The other group of animals was simply allowed to self-select from the four ingredients that were in the ground up total mixed ration, day to day, whatever they wanted to eat. By the end of the trial several things were really obvious.

One was that given a choice, no two animals ever selected the same combination of foods and no individual ever selected the same food from day to day, but they all finished in fine condition. And what was amazing, the ones choosing their own ration ate less food than the ones on the total mixed ration.

They were able to better meet their needs. They weren't having to over ingest to get the nutrients they needed. There's some evidence that animals will over ingest energy in order to meet needs for protein in cases like the total-mixed ration.

The bottom line was the animals given a choice ate far less food. So that meant it cost us less to feed that group of animals. So, there was an efficiency that came as a result of allowing those animals to self-select their own diet.

We did many studies with sheep and cattle looking at [self-selection]. It became apparent that animals aren't machines and genes aren't destiny. Everyone is different and when we allow that to be expressed there is an economic benefit [for livestock producers].

And certainly, a benefit to each individual animal's well-being. One of my colleagues is studying stress levels, by monitoring cortisol levels, when animals are given choice versus no choice. When animals can self-select their own diet, there's less stress for them.

In the book, you remember I mentioned when animals are given choices, they'll eat 50 to 75 foods in a day. By eating that many plants they're able to self-medicate prophylactically, that's so important because it's getting these vast arrays of compounds in low dosages into the body.

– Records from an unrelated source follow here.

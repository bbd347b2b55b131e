use figment::{
    providers::{Env, Format, Toml},
    Figment,
};
use std::path::Path;

use super::{types::Config, ConfigError};

/// Load configuration from file with environment variable overrides.
///
/// Environment variables use the `OBJDEX_` prefix and `__` between sections,
/// e.g. `OBJDEX_STORAGE__BUCKET=my-bucket`.
pub fn load_config(path: &Path) -> Result<Config, ConfigError> {
    if !path.exists() {
        return Err(ConfigError::FileNotFound(path.display().to_string()));
    }

    let config: Config = Figment::new()
        .merge(Toml::file(path))
        .merge(Env::prefixed("OBJDEX_").split("__"))
        .extract()
        .map_err(|e| ConfigError::ParseError(e.to_string()))?;

    Ok(config)
}

/// Load configuration from TOML string (useful for testing)
pub fn load_config_from_str(toml_str: &str) -> Result<Config, ConfigError> {
    toml::from_str(toml_str).map_err(|e| ConfigError::ParseError(e.to_string()))
}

And I realize not everything is digested or absorbed, but a lot of them are and they get into the capillaries where a cell can forage on the compounds it needs to maintain its health and ultimately the health of the animal. Cells can forage only on what's in those capillaries.

Feedback from cells and organ systems changes liking for foods as a function of needs, and that's how cells and organ systems change liking as a function of their needs.

So, there are so many good reasons to give animals choices. And I think back to what you said about how interesting it would be to do research along those lines with pets, assess cortisol levels as a measure of how content they are on choice vs no choice.

Look at how healthy they are, look at longevity, all those things and then go back to that fundamental idea, no two of them are alike. So, giving them choice and ability to choose is good for them."

This synopsis of our long and colorful interview doesn't include any of the thought-provoking questions Dr. Provenza poses about what we can learn from animals, as teachers. As one fellow reader of Nourishment commented, "The shortest line to draw between humankind and nature is what we eat. Read this book and you'll surely be convinced of that." I'd like to thank Dr. Provenza for sharing more about his lifetime of fascinating work in this interview.